**The data**.
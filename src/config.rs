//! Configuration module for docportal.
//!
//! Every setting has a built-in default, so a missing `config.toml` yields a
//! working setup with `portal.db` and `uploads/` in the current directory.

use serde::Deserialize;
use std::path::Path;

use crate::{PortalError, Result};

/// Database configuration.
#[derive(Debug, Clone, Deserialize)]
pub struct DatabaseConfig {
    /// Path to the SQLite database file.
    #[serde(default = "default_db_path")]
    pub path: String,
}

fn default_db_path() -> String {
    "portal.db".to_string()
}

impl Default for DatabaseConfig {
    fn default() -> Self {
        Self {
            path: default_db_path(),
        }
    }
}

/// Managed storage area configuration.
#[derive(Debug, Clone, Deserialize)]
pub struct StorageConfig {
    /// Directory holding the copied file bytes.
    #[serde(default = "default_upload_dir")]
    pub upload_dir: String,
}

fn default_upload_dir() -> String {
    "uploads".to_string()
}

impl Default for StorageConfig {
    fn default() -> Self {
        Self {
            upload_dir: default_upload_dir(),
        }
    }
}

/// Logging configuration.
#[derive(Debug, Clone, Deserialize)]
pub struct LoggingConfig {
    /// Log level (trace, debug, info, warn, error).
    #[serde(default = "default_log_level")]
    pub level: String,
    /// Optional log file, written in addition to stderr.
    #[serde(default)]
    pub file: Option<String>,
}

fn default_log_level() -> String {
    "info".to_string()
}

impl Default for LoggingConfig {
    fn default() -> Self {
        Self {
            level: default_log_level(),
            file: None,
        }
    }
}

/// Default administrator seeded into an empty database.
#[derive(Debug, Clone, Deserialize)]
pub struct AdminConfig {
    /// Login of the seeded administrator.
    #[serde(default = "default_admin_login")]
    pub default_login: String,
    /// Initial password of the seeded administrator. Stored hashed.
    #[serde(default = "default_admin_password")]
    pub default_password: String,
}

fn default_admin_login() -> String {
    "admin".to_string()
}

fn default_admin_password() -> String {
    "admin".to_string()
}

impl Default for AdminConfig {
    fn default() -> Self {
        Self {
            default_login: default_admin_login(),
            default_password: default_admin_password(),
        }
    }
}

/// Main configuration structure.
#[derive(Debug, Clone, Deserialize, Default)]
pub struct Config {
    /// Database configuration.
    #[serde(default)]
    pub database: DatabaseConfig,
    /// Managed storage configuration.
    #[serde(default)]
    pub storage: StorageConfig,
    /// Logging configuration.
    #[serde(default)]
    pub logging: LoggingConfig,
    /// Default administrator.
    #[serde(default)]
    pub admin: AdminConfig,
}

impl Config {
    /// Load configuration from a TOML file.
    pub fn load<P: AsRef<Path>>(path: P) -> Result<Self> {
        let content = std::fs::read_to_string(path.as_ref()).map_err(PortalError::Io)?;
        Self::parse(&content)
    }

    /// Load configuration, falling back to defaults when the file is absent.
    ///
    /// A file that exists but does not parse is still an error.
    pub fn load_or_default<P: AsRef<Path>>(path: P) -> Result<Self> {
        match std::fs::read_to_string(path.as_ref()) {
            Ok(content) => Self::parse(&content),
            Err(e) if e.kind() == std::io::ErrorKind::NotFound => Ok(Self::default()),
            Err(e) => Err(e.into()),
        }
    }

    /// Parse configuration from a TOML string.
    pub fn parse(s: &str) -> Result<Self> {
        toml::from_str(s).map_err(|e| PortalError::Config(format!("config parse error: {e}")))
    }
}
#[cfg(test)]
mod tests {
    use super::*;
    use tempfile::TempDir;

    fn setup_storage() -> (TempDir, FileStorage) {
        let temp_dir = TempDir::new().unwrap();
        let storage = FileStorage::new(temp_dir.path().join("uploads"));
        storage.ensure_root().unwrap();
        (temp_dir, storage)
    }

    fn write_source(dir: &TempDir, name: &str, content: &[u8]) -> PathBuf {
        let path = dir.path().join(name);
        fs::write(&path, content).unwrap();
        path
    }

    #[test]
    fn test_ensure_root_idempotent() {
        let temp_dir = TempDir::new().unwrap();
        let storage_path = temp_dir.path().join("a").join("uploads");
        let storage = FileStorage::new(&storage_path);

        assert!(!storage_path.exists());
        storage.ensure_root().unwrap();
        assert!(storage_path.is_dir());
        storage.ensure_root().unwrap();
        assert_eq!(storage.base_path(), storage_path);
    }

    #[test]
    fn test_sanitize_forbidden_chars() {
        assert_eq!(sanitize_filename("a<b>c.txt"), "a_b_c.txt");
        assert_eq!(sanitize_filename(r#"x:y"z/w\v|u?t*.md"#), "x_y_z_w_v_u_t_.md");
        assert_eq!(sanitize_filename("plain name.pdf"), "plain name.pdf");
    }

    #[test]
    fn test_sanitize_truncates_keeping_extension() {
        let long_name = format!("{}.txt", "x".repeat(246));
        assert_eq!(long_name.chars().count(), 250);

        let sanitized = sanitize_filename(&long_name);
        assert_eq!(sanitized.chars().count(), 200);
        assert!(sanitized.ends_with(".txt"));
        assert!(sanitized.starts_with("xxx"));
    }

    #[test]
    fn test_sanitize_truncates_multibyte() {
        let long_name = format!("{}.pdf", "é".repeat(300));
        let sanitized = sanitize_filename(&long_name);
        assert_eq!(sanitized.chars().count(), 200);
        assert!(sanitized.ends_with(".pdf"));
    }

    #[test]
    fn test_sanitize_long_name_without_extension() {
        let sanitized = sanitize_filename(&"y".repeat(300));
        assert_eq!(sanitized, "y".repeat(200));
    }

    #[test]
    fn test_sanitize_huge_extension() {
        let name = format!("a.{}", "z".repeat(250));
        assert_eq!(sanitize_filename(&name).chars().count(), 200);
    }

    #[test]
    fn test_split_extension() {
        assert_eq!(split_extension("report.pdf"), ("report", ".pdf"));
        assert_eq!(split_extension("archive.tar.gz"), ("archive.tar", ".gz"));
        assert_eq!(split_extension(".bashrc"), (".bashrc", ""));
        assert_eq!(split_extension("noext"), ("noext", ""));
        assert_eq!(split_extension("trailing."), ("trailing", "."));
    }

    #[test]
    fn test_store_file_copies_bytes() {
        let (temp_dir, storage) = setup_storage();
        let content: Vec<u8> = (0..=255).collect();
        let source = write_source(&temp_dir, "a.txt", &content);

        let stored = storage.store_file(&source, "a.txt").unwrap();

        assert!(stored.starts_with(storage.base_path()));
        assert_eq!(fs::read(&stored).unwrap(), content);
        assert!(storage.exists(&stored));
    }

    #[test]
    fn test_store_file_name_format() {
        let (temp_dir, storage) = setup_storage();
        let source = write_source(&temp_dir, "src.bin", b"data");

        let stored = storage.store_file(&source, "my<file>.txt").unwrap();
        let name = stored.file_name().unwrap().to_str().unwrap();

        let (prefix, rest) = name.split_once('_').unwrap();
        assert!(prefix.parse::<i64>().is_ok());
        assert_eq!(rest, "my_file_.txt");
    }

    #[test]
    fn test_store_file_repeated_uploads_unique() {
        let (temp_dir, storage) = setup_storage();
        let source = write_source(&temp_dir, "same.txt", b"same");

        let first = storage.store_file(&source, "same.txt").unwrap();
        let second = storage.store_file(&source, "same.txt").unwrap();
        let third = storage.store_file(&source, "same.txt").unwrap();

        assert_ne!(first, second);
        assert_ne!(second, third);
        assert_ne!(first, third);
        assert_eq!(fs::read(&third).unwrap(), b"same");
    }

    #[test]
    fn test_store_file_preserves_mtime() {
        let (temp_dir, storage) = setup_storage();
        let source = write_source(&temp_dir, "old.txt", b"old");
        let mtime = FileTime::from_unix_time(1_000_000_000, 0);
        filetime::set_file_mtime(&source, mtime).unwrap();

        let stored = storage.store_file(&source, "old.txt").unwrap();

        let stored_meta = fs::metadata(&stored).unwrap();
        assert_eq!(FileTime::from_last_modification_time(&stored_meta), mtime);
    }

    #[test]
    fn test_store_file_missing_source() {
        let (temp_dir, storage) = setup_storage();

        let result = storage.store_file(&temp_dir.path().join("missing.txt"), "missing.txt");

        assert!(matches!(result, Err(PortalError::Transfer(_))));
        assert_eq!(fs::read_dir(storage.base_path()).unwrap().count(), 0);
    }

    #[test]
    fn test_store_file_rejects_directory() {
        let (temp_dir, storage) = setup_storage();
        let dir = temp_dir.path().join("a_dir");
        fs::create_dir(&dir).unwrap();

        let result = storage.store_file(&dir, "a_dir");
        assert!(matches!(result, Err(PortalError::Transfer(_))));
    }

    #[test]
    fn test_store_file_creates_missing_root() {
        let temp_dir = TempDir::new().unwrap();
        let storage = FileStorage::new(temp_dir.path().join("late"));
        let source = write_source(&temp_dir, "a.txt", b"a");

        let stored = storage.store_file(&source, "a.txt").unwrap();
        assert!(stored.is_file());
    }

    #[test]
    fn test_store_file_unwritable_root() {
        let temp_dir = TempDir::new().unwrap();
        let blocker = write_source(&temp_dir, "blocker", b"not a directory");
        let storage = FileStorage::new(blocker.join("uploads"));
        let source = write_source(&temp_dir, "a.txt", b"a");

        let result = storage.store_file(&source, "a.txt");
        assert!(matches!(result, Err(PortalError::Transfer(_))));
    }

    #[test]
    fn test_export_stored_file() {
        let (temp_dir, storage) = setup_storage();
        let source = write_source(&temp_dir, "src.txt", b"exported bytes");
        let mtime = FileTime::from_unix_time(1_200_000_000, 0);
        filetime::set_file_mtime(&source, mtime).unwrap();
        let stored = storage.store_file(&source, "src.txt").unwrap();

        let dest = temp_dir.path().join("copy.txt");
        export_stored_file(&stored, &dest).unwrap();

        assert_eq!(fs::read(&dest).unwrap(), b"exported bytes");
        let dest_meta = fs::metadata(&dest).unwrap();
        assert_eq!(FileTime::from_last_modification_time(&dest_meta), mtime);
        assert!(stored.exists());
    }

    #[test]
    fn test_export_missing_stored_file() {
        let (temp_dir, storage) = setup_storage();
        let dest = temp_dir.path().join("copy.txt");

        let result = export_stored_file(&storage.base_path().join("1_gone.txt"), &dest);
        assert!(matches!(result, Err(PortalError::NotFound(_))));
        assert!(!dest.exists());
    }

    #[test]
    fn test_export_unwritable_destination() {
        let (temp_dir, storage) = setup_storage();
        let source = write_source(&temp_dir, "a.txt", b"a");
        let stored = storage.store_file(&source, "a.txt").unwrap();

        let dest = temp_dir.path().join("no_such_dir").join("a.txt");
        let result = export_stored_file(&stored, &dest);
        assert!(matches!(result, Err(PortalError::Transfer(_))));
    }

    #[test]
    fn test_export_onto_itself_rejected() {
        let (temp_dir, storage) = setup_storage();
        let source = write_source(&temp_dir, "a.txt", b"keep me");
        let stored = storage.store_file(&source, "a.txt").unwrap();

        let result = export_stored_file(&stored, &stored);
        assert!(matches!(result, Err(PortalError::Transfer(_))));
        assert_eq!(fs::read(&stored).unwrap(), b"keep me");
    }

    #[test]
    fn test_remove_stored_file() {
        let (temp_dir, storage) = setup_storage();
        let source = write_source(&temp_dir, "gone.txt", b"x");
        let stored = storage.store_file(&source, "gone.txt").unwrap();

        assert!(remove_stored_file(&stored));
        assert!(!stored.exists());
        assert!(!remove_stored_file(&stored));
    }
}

**Assignment**. Of the lines above, retype only those from the line containing "impl Default for DatabaseConfig" through the line containing "pub struct StorageConfig", including both, exactly.

**Answer space**.
impl Default for DatabaseConfig {
    fn default() -> Self {
        Self {
            path: default_db_path(),
        }
    }
}

/// Managed storage area configuration.
#[derive(Debug, Clone, Deserialize)]
pub struct StorageConfig {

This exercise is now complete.